Stored data:
══════

use std::sync::{Arc, Condvar, Mutex};
use std::time::Duration;

use tessera::{DenseTensor, Engine, StatusCallback, Tensor, TensorContext};

/// Observable completion state for one enqueue.
pub struct Completion {
    state: Mutex<Option<tessera::Result<()>>>,
    fired: Condvar,
}

impl Completion {
    pub fn new() -> Arc<Self> {
        Arc::new(Self {
            state: Mutex::new(None),
            fired: Condvar::new(),
        })
    }

    pub fn callback(self: &Arc<Self>) -> StatusCallback {
        let me = Arc::clone(self);
        Box::new(move |status| {
            *me.state.lock().unwrap() = Some(status);
            me.fired.notify_all();
        })
    }

    /// Wait up to `timeout` for the callback; panics on timeout.
    pub fn wait(&self, timeout: Duration) -> tessera::Result<()> {
        let mut state = self.state.lock().unwrap();
        let deadline = std::time::Instant::now() + timeout;
        while state.is_none() {
            let left = deadline
                .checked_duration_since(std::time::Instant::now())
                .expect("enqueue did not complete in time");
            let (s, _) = self.fired.wait_timeout(state, left).unwrap();
            state = s;
        }
        state.take().expect("completion state present")
    }

    pub fn has_fired(&self) -> bool {
        self.state.lock().unwrap().is_some()
    }
}

/// Enqueue an in-place (input aliases output) f32 tensor on the engine's
/// default stage list and return the completion handle.
pub fn enqueue_inplace(
    engine: &Arc<Engine>,
    ctx: &Arc<TensorContext>,
    tensor: &Arc<DenseTensor>,
) -> Arc<Completion> {
    let done = Completion::new();
    engine
        .enqueue_tensor(
            ctx,
            Some(Arc::clone(tensor) as Arc<dyn Tensor>),
            Some(Arc::clone(tensor) as Arc<dyn Tensor>),
            None,
            engine.local_rank() as i32,
            0,
            0,
            done.callback(),
            engine.default_queue_list(),
        )
        .unwrap();
    done
}

pub const WAIT: Duration = Duration::from_secs(10);
//! Element-wise reduction kernels shared by the CPU collective backend, the
//! in-process parameter server, and the momentum transform.
//!
//! All kernels operate on byte slices and decode elements via
//! `from_le_bytes`, so unaligned windows (a partition bound need not be a
//! multiple of the element size times eight) are handled correctly.

use half::{bf16, f16};

use crate::error::{EngineError, Result};
use crate::types::{DataType, ReduceOp};

/// Types that support the four reduction operations.
trait Reducible: Copy + 'static {
    fn reduce(a: Self, b: Self, op: ReduceOp) -> Self;
}

macro_rules! impl_reducible {
    (int: $($ty:ty),*) => {
        $(
            impl Reducible for $ty {
                #[inline]
                fn reduce(a: Self, b: Self, op: ReduceOp) -> Self {
                    match op {
                        ReduceOp::Sum => a.wrapping_add(b),
                        ReduceOp::Prod => a.wrapping_mul(b),
                        ReduceOp::Min => a.min(b),
                        ReduceOp::Max => a.max(b),
                    }
                }
            }
        )*
    };
    (float: $($ty:ty),*) => {
        $(
            impl Reducible for $ty {
                #[inline]
                fn reduce(a: Self, b: Self, op: ReduceOp) -> Self {
                    match op {
                        ReduceOp::Sum => a + b,
                        ReduceOp::Prod => a * b,
                        ReduceOp::Min => a.min(b),
                        ReduceOp::Max => a.max(b),
                    }
                }
            }
        )*
    };
}

impl_reducible!(int: i8, i32, i64, u8, u32, u64);
impl_reducible!(float: f32, f64);

// Half-precision types reduce through f32 to avoid repeated rounding in the
// min/max comparisons.
impl Reducible for f16 {
    #[inline]
    fn reduce(a: Self, b: Self, op: ReduceOp) -> Self {
        f16::from_f32(f32::reduce(a.to_f32(), b.to_f32(), op))
    }
}

impl Reducible for bf16 {
    #[inline]
    fn reduce(a: Self, b: Self, op: ReduceOp) -> Self {
        bf16::from_f32(f32::reduce(a.to_f32(), b.to_f32(), op))
    }
}

/// Read/write a value from a little-endian byte slice (alignment-safe).
trait LeBytes: Sized {
    fn read_le(bytes: &[u8]) -> Self;
    fn write_le(self, bytes: &mut [u8]);
}

macro_rules! impl_le_bytes {
    ($($ty:ty),*) => {
        $(
            impl LeBytes for $ty {
                #[inline]
                fn read_le(bytes: &[u8]) -> Self {
                    Self::from_le_bytes(
                        bytes.try_into().expect("slice length matches type size"),
                    )
                }
                #[inline]
                fn write_le(self, bytes: &mut [u8]) {
                    bytes.copy_from_slice(&self.to_le_bytes());
                }
            }
        )*
    };
}

impl_le_bytes!(i8, i32, i64, u8, u32, u64, f32, f64);

impl LeBytes for f16 {
    #[inline]
    fn read_le(bytes: &[u8]) -> Self {
        f16::from_bits(u16::from_le_bytes(bytes.try_into().expect("2 bytes")))
    }
    #[inline]
    fn write_le(self, bytes: &mut [u8]) {
        bytes.copy_from_slice(&self.to_bits().to_le_bytes());
    }
}

impl LeBytes for bf16 {
    #[inline]
    fn read_le(bytes: &[u8]) -> Self {
        bf16::from_bits(u16::from_le_bytes(bytes.try_into().expect("2 bytes")))
    }
    #[inline]
    fn write_le(self, bytes: &mut [u8]) {
        bytes.copy_from_slice(&self.to_bits().to_le_bytes());
    }
}

/// `dst[i] = op(dst[i], src[i])` for `count` elements of `dtype`.
pub fn reduce_slice(
    dst: &mut [u8],
    src: &[u8],
    count: usize,
    dtype: DataType,
    op: ReduceOp,
) -> Result<()> {
    match dtype {
        DataType::F32 => reduce_slice_typed::<f32>(dst, src, count, op),
        DataType::F64 => reduce_slice_typed::<f64>(dst, src, count, op),
        DataType::F16 => reduce_slice_typed::<f16>(dst, src, count, op),
        DataType::BF16 => reduce_slice_typed::<bf16>(dst, src, count, op),
        DataType::I8 => reduce_slice_typed::<i8>(dst, src, count, op),
        DataType::I32 => reduce_slice_typed::<i32>(dst, src, count, op),
        DataType::I64 => reduce_slice_typed::<i64>(dst, src, count, op),
        DataType::U8 => reduce_slice_typed::<u8>(dst, src, count, op),
        DataType::U32 => reduce_slice_typed::<u32>(dst, src, count, op),
        DataType::U64 => reduce_slice_typed::<u64>(dst, src, count, op),
    }
    Ok(())
}

fn reduce_slice_typed<T: Reducible + LeBytes>(dst: &mut [u8], src: &[u8], count: usize, op: ReduceOp) {
    let t_size = std::mem::size_of::<T>();
    for i in 0..count {
        let off = i * t_size;
        let a = T::read_le(&dst[off..off + t_size]);
        let b = T::read_le(&src[off..off + t_size]);
        T::reduce(a, b, op).write_le(&mut dst[off..off + t_size]);
    }
}

/// `dst[i] = src[i] + alpha * dst[i]` — the momentum accumulation step.
/// Floating-point dtypes only.
pub fn scaled_sum_slice(dst: &mut [u8], src: &[u8], alpha: f64, dtype: DataType) -> Result<()> {
    let count = dst.len() / dtype.size_in_bytes();
    match dtype {
        DataType::F32 => {
            for i in 0..count {
                let off = i * 4;
                let d = f32::read_le(&dst[off..off + 4]);
                let s = f32::read_le(&src[off..off + 4]);
                (s + alpha as f32 * d).write_le(&mut dst[off..off + 4]);
            }
        }
        DataType::F64 => {
            for i in 0..count {
                let off = i * 8;
                let d = f64::read_le(&dst[off..off + 8]);
                let s = f64::read_le(&src[off..off + 8]);
                (s + alpha * d).write_le(&mut dst[off..off + 8]);
            }
        }
        other => {
            return Err(EngineError::UnsupportedDType {
                dtype: other,
                op: "scaled_sum",
            });
        }
    }
    Ok(())
}

#[cfg(test)]
mod tests {
    use super::*;

    #[test]
    fn test_reduce_slice_sum_f32() {
        let mut dst = Vec::new();
        for v in [1.0f32, 2.0, 3.0, 4.0] {
            dst.extend_from_slice(&v.to_le_bytes());
        }
        let mut src = Vec::new();
        for v in [10.0f32, 20.0, 30.0, 40.0] {
            src.extend_from_slice(&v.to_le_bytes());
        }
        reduce_slice(&mut dst, &src, 4, DataType::F32, ReduceOp::Sum).unwrap();
        let out: Vec<f32> = dst.chunks(4).map(f32::read_le).collect();
        assert_eq!(out, vec![11.0, 22.0, 33.0, 44.0]);
    }

    #[test]
    fn test_reduce_slice_handles_half() {
        let vals = [f16::from_f32(1.5), f16::from_f32(2.5)];
        let mut dst: Vec<u8> = vals.iter().flat_map(|v| v.to_bits().to_le_bytes()).collect();
        let src = dst.clone();
        reduce_slice(&mut dst, &src, 2, DataType::F16, ReduceOp::Sum).unwrap();
        assert_eq!(f16::read_le(&dst[0..2]).to_f32(), 3.0);
        assert_eq!(f16::read_le(&dst[2..4]).to_f32(), 5.0);
    }

    #[test]
    fn test_reduce_slice_int_wrapping() {
        let mut dst = 250u8.to_le_bytes().to_vec();
        let src = 10u8.to_le_bytes().to_vec();
        reduce_slice(&mut dst, &src, 1, DataType::U8, ReduceOp::Sum).unwrap();
        assert_eq!(dst[0], 4);
    }

    #[test]
    fn test_reduce_slice_max() {
        let mut dst = Vec::new();
        for v in [5i32, -2] {
            dst.extend_from_slice(&v.to_le_bytes());
        }
        let mut src = Vec::new();
        for v in [3i32, 7] {
            src.extend_from_slice(&v.to_le_bytes());
        }
        reduce_slice(&mut dst, &src, 2, DataType::I32, ReduceOp::Max).unwrap();
        assert_eq!(i32::read_le(&dst[0..4]), 5);
        assert_eq!(i32::read_le(&dst[4..8]), 7);
    }

    #[test]
    fn test_scaled_sum_momentum_step() {
        // m = g + mu * m with mu = 0.5, m = [2, 4], g = [1, 1]
        let mut m = Vec::new();
        for v in [2.0f32, 4.0] {
            m.extend_from_slice(&v.to_le_bytes());
        }
        let mut g = Vec::new();
        for v in [1.0f32, 1.0] {
            g.extend_from_slice(&v.to_le_bytes());
        }
        scaled_sum_slice(&mut m, &g, 0.5, DataType::F32).unwrap();
        assert_eq!(f32::read_le(&m[0..4]), 2.0);
        assert_eq!(f32::read_le(&m[4..8]), 3.0);
    }

    #[test]
    fn test_scaled_sum_rejects_ints() {
        let mut dst = vec![0u8; 4];
        let src = vec![0u8; 4];
        assert!(scaled_sum_slice(&mut dst, &src, 0.9, DataType::I32).is_err());
    }
}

══════

| TASK INSTRUCTIONS |
Going through the data above, return each line with the word "lock".

| PROBLEM SOLUTION |
            *me.state.lock().unwrap() = Some(status);
        let mut state = self.state.lock().unwrap();
        self.state.lock().unwrap().is_some()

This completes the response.